家の周囲では、基礎や配管まわりのすき間をふさぐことが侵入防止の鍵です。ムカデやゲジゲジは暗く湿った場所を好むため、落ち葉や植木鉢の下を整理し、忌避スプレーで外回りをブロックします。春にはバリアを張り、秋には残った個体を駆除する、という季節に応じたメリハリも効果的です。
プロに任せる際の賢い選び方
業者を選ぶときは、駆除だけでなく予防処理まで含めて対応してくれるかを確認しましょう。駆除しても侵入口が残っていれば再発します。保証期間が長い業者なら、再発時の対応が受けられて安心です。作業前には必ず書面で見積もりを取り、薬剤名と施工範囲を確認してください。

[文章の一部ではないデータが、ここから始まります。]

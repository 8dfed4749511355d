//! Graph Loader - Loads economic-indicator files into Neo4j
//!
//! Every file in FOLDER_PATH is normalized, attached to the sector hierarchy
//! its name encodes, and merged in one transaction. Re-running over the same
//! files leaves the graph unchanged.
//!
//! Exit codes: 0 all files loaded, 1 a file failed, 2 fatal (config/store).

use anyhow::{Context, Result};
use clap::Parser;
use std::path::PathBuf;
use std::process::ExitCode;
use std::sync::atomic::{AtomicBool, Ordering};
use std::sync::Arc;
use tracing::{info, warn};
use tracing_subscriber::EnvFilter;

use graph_loader::config::Config;
use graph_loader::orchestrator::{self, RunSummary};
use graph_loader::store::{MemoryStore, Neo4jStore};

#[derive(Parser, Debug)]
#[command(name = "graph-loader", about = "Loads economic-indicator files into a property graph")]
struct Args {
    /// JSON config with NEO4J_URI, NEO4J_USERNAME, NEO4J_PASSWORD and FOLDER_PATH
    config: PathBuf,

    /// Dry run - load into an in-memory graph, nothing is written to Neo4j
    #[arg(long, default_value = "false")]
    dry_run: bool,

    /// Files processed in parallel (overrides MAX_CONCURRENT_FILES)
    #[arg(long)]
    concurrency: Option<usize>,

    /// Write the run summary as JSON to this path
    #[arg(long)]
    summary_out: Option<PathBuf>,
}

async fn load(args: &Args) -> Result<RunSummary> {
    let config = Config::load(&args.config)?;
    let concurrency = args
        .concurrency
        .unwrap_or(config.max_concurrent_files)
        .max(1);
    let inputs = orchestrator::discover_inputs(&config.folder_path)?;

    println!("=== Graph Loader ===");
    println!("Folder: {}", config.folder_path.display());
    println!("Files: {}", inputs.len());
    println!("Mode: {}", if args.dry_run { "dry-run" } else { "live" });

    let cancel = Arc::new(AtomicBool::new(false));
    {
        let cancel = Arc::clone(&cancel);
        tokio::spawn(async move {
            if tokio::signal::ctrl_c().await.is_ok() {
                warn!("Interrupt received, finishing in-flight files");
                cancel.store(true, Ordering::SeqCst);
            }
        });
    }

    let summary = if args.dry_run {
        let store = MemoryStore::new();
        let summary = orchestrator::run(&store, &inputs, concurrency, &cancel).await;
        println!(
            "\nDry run - graph would hold {} nodes and {} edges",
            store.node_count(),
            store.edge_count()
        );
        summary
    } else {
        let neo4j = config.neo4j()?;
        let store = Neo4jStore::connect(&neo4j.uri, &neo4j.username, &neo4j.password, concurrency)
            .await
            .with_context(|| format!("Failed to connect to Neo4j at {}", neo4j.uri))?;
        store
            .ensure_constraints()
            .await
            .context("Failed to create key constraints")?;
        info!(uri = %neo4j.uri, "Connected to Neo4j");
        orchestrator::run(&store, &inputs, concurrency, &cancel).await
    };

    summary.print();

    if let Some(path) = &args.summary_out {
        let json = serde_json::to_string_pretty(&summary)?;
        std::fs::write(path, json)
            .with_context(|| format!("Failed to write summary to {}", path.display()))?;
        println!("Summary written to {}", path.display());
    }

    Ok(summary)
}

#[tokio::main]
async fn main() -> ExitCode {
    dotenvy::dotenv().ok();
    let filter = EnvFilter::try_from_default_env()
        .unwrap_or_else(|_| EnvFilter::new("graph_loader=info"));
    tracing_subscriber::fmt().with_env_filter(filter).init();

    let args = Args::parse();
    match load(&args).await {
        Ok(summary) if summary.is_success() => ExitCode::SUCCESS,
        Ok(_) => ExitCode::from(1),
        Err(e) => {
            eprintln!("Fatal: {:#}", e);
            ExitCode::from(2)
        }
    }
}
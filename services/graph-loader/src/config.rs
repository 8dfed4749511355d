//! Run configuration: a JSON payload, with environment overrides.
//!
//! Two payload layouts are accepted:
//!
//! ```json
//! {"NEO4J_CONSTANTS": [{"NEO4J_URI": "...", "NEO4J_USERNAME": "...", "NEO4J_PASSWORD": "..."}],
//!  "FOLDER_PATH": "./data"}
//! ```
//!
//! or the same keys flat at the top level. Any key set in the environment
//! (or `.env`) wins over the file.

use anyhow::{bail, Context, Result};
use serde::Deserialize;
use std::fmt;
use std::path::{Path, PathBuf};

use crate::orchestrator::DEFAULT_CONCURRENCY;

#[derive(Debug, Default, Deserialize)]
struct Neo4jConstants {
    #[serde(rename = "NEO4J_URI")]
    uri: Option<String>,
    #[serde(rename = "NEO4J_USERNAME")]
    username: Option<String>,
    #[serde(rename = "NEO4J_PASSWORD")]
    password: Option<String>,
}

#[derive(Debug, Default, Deserialize)]
struct ConfigFile {
    #[serde(rename = "NEO4J_CONSTANTS", default)]
    neo4j_constants: Vec<Neo4jConstants>,
    #[serde(flatten)]
    flat: Neo4jConstants,
    #[serde(rename = "FOLDER_PATH")]
    folder_path: Option<String>,
    #[serde(rename = "MAX_CONCURRENT_FILES")]
    max_concurrent_files: Option<usize>,
}

/// Connection settings; only required when writing to a live store.
#[derive(Clone)]
pub struct Neo4jSettings {
    pub uri: String,
    pub username: String,
    pub password: String,
}

impl fmt::Debug for Neo4jSettings {
    fn fmt(&self, f: &mut fmt::Formatter<'_>) -> fmt::Result {
        f.debug_struct("Neo4jSettings")
            .field("uri", &self.uri)
            .field("username", &self.username)
            .field("password", &"***")
            .finish()
    }
}

#[derive(Debug, Clone)]
pub struct Config {
    pub folder_path: PathBuf,
    pub max_concurrent_files: usize,
    neo4j_uri: Option<String>,
    neo4j_username: Option<String>,
    neo4j_password: Option<String>,
}

impl Config {
    /// Read `path`, applying overrides from the process environment.
    pub fn load(path: &Path) -> Result<Self> {
        let content = std::fs::read_to_string(path)
            .with_context(|| format!("Failed to read config file {}", path.display()))?;
        Self::parse(&content, |key| std::env::var(key).ok())
            .with_context(|| format!("Invalid config file {}", path.display()))
    }

    /// Parse a payload; `env` looks up override values by key.
    pub fn parse(content: &str, env: impl Fn(&str) -> Option<String>) -> Result<Self> {
        let file: ConfigFile = serde_json::from_str(content).context("Config is not valid JSON")?;
        let nested = file.neo4j_constants.into_iter().next().unwrap_or_default();

        let pick = |key: &str, flat: Option<String>, nested: Option<String>| {
            env(key)
                .filter(|v| !v.trim().is_empty())
                .or(flat)
                .or(nested)
        };

        let folder_path = pick("FOLDER_PATH", file.folder_path, None)
            .context("FOLDER_PATH missing from config")?;

        let max_concurrent_files = match env("MAX_CONCURRENT_FILES") {
            Some(raw) => raw
                .trim()
                .parse()
                .with_context(|| format!("MAX_CONCURRENT_FILES is not a number: {:?}", raw))?,
            None => file.max_concurrent_files.unwrap_or(DEFAULT_CONCURRENCY),
        };
        if max_concurrent_files == 0 {
            bail!("MAX_CONCURRENT_FILES must be at least 1");
        }

        Ok(Self {
            folder_path: PathBuf::from(folder_path),
            max_concurrent_files,
            neo4j_uri: pick("NEO4J_URI", file.flat.uri, nested.uri),
            neo4j_username: pick("NEO4J_USERNAME", file.flat.username, nested.username),
            neo4j_password: pick("NEO4J_PASSWORD", file.flat.password, nested.password),
        })
    }

    /// Store credentials, failing with every missing key named.
    pub fn neo4j(&self) -> Result<Neo4jSettings> {
        let missing: Vec<&str> = [
            ("NEO4J_URI", &self.neo4j_uri),
            ("NEO4J_USERNAME", &self.neo4j_username),
            ("NEO4J_PASSWORD", &self.neo4j_password),
        ]
        .iter()
        .filter(|(_, value)| value.is_none())
        .map(|(key, _)| *key)
        .collect();

        match (&self.neo4j_uri, &self.neo4j_username, &self.neo4j_password) {
            (Some(uri), Some(username), Some(password)) => Ok(Neo4jSettings {
                uri: uri.clone(),
                username: username.clone(),
                password: password.clone(),
            }),
            _ => bail!("Config missing required keys: {}", missing.join(", ")),
        }
    }
}
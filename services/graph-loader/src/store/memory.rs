//! In-process graph store used for `--dry-run` and tests.
//!
//! Writes are staged per transaction and folded into the shared graph on
//! commit, so a rolled-back (or dropped) transaction leaves no trace.

use async_trait::async_trait;
use std::collections::{BTreeMap, BTreeSet};
use std::sync::{Arc, Mutex, MutexGuard, PoisonError};

use super::{
    EdgeMerge, EdgeSpec, GraphStore, GraphTxn, MergeCounts, NodeLabel, NodeMerge, Properties,
    RelType, StoreError,
};
use crate::identity::NaturalKey;

pub type NodeId = (NodeLabel, NaturalKey);
pub type EdgeId = (RelType, NodeId, NodeId);

#[derive(Debug, Default, Clone)]
struct GraphState {
    nodes: BTreeMap<NodeId, Properties>,
    edges: BTreeSet<EdgeId>,
}

#[derive(Debug, Default, Clone)]
pub struct MemoryStore {
    committed: Arc<Mutex<GraphState>>,
    fail_on: Option<NodeLabel>,
}

impl MemoryStore {
    pub fn new() -> Self {
        Self::default()
    }

    /// A store whose transactions fail when asked to merge `label` nodes.
    pub fn failing_on(label: NodeLabel) -> Self {
        Self {
            committed: Arc::default(),
            fail_on: Some(label),
        }
    }

    /// Shares the committed graph of `self` but fails on `label`.
    pub fn with_failure(&self, label: NodeLabel) -> Self {
        Self {
            committed: Arc::clone(&self.committed),
            fail_on: Some(label),
        }
    }

    fn graph(&self) -> MutexGuard<'_, GraphState> {
        self.committed.lock().unwrap_or_else(PoisonError::into_inner)
    }

    pub fn node_count(&self) -> usize {
        self.graph().nodes.len()
    }

    pub fn edge_count(&self) -> usize {
        self.graph().edges.len()
    }

    pub fn count_label(&self, label: NodeLabel) -> usize {
        self.graph().nodes.keys().filter(|(l, _)| *l == label).count()
    }

    pub fn node(&self, label: NodeLabel, key: &NaturalKey) -> Option<Properties> {
        self.graph().nodes.get(&(label, key.clone())).cloned()
    }

    pub fn has_edge(&self, rel: RelType, from: &NodeId, to: &NodeId) -> bool {
        self.graph()
            .edges
            .contains(&(rel, from.clone(), to.clone()))
    }

    /// Source nodes of every `rel` edge pointing at `to`.
    pub fn parents(&self, rel: RelType, to: &NodeId) -> Vec<NodeId> {
        self.graph()
            .edges
            .iter()
            .filter(|(r, _, target)| *r == rel && target == to)
            .map(|(_, from, _)| from.clone())
            .collect()
    }
}

#[async_trait]
impl GraphStore for MemoryStore {
    async fn begin(&self) -> Result<Box<dyn GraphTxn>, StoreError> {
        Ok(Box::new(MemoryTxn {
            committed: Arc::clone(&self.committed),
            fail_on: self.fail_on,
            nodes: BTreeMap::new(),
            edges: BTreeSet::new(),
        }))
    }
}

struct MemoryTxn {
    committed: Arc<Mutex<GraphState>>,
    fail_on: Option<NodeLabel>,
    /// Staged node merges: (props on create, props refreshed always).
    nodes: BTreeMap<NodeId, (Properties, Properties)>,
    edges: BTreeSet<EdgeId>,
}

impl MemoryTxn {
    fn graph(&self) -> MutexGuard<'_, GraphState> {
        self.committed.lock().unwrap_or_else(PoisonError::into_inner)
    }

    fn node_exists(&self, id: &NodeId) -> bool {
        self.nodes.contains_key(id) || self.graph().nodes.contains_key(id)
    }
}

#[async_trait]
impl GraphTxn for MemoryTxn {
    async fn merge_nodes(
        &mut self,
        label: NodeLabel,
        nodes: &[NodeMerge],
    ) -> Result<MergeCounts, StoreError> {
        if self.fail_on == Some(label) {
            return Err(StoreError::Response(format!(
                "injected failure merging {} nodes",
                label
            )));
        }

        let mut counts = MergeCounts::default();
        for node in nodes {
            let id = (label, node.key.clone());
            let existed = self.node_exists(&id);
            let staged = self
                .nodes
                .entry(id)
                .or_insert_with(|| (node.props.clone(), Properties::new()));
            staged
                .1
                .extend(node.refresh.iter().map(|(k, v)| (*k, v.clone())));
            if existed {
                counts.matched += 1;
            } else {
                counts.created += 1;
            }
        }
        Ok(counts)
    }

    async fn merge_edges(
        &mut self,
        spec: EdgeSpec,
        edges: &[EdgeMerge],
    ) -> Result<MergeCounts, StoreError> {
        let mut counts = MergeCounts::default();
        for edge in edges {
            let from = (spec.from, edge.from.clone());
            let to = (spec.to, edge.to.clone());
            for endpoint in [&from, &to] {
                if !self.node_exists(endpoint) {
                    return Err(StoreError::MissingEndpoint {
                        rel: spec.rel,
                        key: format!("{}{}", endpoint.0, endpoint.1),
                    });
                }
            }

            let id = (spec.rel, from, to);
            let existed = self.edges.contains(&id) || self.graph().edges.contains(&id);
            if existed {
                counts.matched += 1;
            } else {
                self.edges.insert(id);
                counts.created += 1;
            }
        }
        Ok(counts)
    }

    async fn commit(self: Box<Self>) -> Result<(), StoreError> {
        let MemoryTxn {
            committed,
            nodes,
            edges,
            ..
        } = *self;
        let mut graph = committed.lock().unwrap_or_else(PoisonError::into_inner);
        for (id, (props, refresh)) in nodes {
            graph.nodes.entry(id).or_insert(props).extend(refresh);
        }
        graph.edges.extend(edges);
        Ok(())
    }

    async fn rollback(self: Box<Self>) -> Result<(), StoreError> {
        Ok(())
    }
}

くらしのマーケットなどのマッチングサービスを活用すれば、地域の実績ある業者を比較検討できます。口コミを読むだけでなく、複数社に同じ条件で見積もりを依頼するのがポイントです。見積もりの金額が大きく違う場合は、作業内容の違いを詳しく確認しましょう。
この夏を害虫のストレスから解放されるために、まずは自宅周辺の水回りとすき間からチェックを始めてみてください。自分での対策に限界を感じたら、早めに信頼できる業者へ相談するのが最善の選択です。